**Data shown:**
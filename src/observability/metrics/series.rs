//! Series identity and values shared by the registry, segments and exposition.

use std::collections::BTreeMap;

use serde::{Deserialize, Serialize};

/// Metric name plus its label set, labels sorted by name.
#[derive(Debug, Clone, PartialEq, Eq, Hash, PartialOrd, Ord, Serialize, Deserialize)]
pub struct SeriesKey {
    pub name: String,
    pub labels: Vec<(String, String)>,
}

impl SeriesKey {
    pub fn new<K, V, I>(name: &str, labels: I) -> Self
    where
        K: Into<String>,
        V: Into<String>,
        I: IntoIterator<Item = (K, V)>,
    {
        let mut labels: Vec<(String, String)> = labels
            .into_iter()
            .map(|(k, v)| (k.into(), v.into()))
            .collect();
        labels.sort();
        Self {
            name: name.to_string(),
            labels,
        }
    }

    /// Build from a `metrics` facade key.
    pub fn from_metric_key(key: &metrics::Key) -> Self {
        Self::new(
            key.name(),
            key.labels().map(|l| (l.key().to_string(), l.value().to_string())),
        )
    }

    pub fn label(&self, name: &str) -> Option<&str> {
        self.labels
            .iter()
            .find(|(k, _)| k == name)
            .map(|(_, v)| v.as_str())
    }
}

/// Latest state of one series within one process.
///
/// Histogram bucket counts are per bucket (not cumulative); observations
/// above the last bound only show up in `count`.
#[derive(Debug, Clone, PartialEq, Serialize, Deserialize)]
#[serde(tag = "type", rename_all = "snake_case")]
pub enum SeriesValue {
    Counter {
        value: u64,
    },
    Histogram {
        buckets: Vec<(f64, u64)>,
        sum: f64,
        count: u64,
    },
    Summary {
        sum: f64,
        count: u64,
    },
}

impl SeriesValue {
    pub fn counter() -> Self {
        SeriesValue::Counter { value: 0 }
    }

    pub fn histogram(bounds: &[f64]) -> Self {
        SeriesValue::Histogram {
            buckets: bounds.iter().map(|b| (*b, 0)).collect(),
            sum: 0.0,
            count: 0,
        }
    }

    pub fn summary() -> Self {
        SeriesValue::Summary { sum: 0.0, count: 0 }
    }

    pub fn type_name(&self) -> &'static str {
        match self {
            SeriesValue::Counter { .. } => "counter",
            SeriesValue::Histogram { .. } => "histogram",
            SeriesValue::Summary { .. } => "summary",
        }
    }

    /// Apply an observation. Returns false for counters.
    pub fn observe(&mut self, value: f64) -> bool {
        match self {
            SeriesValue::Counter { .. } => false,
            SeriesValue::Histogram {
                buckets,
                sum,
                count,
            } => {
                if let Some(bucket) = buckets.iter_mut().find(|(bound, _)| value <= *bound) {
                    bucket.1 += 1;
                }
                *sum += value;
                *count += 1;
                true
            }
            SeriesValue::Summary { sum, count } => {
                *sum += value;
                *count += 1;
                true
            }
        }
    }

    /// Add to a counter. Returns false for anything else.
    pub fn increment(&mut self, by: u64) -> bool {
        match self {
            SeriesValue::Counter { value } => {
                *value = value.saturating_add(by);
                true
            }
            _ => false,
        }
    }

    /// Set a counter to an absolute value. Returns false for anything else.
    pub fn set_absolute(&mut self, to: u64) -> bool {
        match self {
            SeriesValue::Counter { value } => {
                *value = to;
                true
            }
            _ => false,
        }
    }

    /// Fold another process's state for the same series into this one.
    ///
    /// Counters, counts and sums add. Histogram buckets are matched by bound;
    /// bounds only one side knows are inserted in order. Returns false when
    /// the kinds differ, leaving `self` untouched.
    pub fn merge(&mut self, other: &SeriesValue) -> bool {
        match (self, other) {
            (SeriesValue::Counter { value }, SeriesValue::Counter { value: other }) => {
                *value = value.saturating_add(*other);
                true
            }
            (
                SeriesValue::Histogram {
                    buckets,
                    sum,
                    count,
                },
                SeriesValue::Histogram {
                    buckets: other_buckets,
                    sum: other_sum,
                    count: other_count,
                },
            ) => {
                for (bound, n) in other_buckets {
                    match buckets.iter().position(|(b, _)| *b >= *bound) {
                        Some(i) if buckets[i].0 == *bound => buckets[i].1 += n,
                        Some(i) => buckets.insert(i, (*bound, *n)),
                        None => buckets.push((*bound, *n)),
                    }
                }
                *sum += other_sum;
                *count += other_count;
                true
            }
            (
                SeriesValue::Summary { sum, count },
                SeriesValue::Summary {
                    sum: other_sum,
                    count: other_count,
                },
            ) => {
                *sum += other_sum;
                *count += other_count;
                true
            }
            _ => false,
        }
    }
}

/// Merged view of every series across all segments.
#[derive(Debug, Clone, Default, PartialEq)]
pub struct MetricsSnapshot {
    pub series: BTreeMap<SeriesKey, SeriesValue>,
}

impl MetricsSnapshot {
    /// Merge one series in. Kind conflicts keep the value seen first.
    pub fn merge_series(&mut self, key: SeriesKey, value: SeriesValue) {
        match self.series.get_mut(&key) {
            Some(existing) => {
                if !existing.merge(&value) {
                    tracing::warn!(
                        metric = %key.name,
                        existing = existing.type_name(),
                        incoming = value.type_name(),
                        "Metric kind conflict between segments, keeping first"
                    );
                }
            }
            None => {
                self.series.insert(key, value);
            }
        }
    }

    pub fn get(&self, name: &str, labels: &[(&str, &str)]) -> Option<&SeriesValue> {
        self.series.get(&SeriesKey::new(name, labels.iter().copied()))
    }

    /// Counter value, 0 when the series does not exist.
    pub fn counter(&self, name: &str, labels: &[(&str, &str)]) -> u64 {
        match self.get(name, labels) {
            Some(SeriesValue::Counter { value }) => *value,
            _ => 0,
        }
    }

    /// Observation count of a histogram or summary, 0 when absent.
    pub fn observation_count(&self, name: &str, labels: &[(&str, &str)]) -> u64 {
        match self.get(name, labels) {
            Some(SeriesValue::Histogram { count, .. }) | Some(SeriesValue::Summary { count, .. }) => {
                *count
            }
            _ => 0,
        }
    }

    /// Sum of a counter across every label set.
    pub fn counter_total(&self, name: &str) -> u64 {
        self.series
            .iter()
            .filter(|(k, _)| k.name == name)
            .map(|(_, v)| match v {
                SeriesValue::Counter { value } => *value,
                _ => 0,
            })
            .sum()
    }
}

--

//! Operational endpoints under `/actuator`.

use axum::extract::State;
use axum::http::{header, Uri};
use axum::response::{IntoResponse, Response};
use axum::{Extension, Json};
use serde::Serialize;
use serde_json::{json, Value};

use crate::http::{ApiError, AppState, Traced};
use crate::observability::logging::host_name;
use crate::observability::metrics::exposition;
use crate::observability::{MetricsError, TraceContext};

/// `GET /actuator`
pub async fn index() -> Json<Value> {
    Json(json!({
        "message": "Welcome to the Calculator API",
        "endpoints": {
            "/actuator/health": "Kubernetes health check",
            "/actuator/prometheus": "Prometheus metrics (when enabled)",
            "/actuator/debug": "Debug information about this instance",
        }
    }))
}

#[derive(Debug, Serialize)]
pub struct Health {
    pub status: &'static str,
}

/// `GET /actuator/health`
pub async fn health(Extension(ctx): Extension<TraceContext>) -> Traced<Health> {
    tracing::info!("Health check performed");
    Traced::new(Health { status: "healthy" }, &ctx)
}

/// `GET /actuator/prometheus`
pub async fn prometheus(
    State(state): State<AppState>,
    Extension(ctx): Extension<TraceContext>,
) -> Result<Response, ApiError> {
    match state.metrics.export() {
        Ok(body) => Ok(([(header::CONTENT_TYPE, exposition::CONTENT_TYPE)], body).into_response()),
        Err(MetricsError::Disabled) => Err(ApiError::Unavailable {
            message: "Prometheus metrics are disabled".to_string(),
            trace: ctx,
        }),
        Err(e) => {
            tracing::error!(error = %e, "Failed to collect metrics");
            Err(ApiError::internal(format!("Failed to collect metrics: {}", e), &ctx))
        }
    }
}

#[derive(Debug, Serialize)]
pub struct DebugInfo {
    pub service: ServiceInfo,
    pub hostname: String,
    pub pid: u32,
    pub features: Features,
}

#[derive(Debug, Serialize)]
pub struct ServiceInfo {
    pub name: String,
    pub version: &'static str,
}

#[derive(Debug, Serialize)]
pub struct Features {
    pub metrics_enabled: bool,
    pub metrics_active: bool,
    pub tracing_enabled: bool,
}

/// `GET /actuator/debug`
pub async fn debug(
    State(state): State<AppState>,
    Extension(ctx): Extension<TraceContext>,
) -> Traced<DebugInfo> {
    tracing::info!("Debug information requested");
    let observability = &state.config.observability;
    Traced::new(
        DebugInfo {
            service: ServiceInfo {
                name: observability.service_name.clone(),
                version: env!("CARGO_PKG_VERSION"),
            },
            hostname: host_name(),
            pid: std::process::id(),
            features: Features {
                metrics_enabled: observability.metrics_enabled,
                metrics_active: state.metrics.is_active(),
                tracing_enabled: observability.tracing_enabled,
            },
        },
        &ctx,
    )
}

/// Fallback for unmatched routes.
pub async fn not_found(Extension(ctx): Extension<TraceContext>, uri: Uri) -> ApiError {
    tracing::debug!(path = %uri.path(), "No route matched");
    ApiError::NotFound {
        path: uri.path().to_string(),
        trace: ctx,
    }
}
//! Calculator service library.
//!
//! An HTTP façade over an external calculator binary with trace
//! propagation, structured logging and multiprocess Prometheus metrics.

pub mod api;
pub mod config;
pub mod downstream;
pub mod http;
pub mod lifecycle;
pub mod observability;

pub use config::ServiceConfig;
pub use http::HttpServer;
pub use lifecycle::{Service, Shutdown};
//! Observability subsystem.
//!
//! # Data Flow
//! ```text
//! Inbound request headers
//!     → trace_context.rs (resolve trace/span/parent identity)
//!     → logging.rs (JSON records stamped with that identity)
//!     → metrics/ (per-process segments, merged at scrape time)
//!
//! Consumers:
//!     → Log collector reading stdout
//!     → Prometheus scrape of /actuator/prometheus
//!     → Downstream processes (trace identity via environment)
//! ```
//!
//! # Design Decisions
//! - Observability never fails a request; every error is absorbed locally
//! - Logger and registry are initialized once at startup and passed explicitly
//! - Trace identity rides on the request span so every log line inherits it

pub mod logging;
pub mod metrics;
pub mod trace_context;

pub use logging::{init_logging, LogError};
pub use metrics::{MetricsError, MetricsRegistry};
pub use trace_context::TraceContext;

**Assignment:**
Bring together all lines from the listing that contain the word "Traced".

**Answer space:**
use crate::http::{ApiError, AppState, Traced};
pub async fn health(Extension(ctx): Extension<TraceContext>) -> Traced<Health> {
    Traced::new(Health { status: "healthy" }, &ctx)
) -> Traced<DebugInfo> {
    Traced::new(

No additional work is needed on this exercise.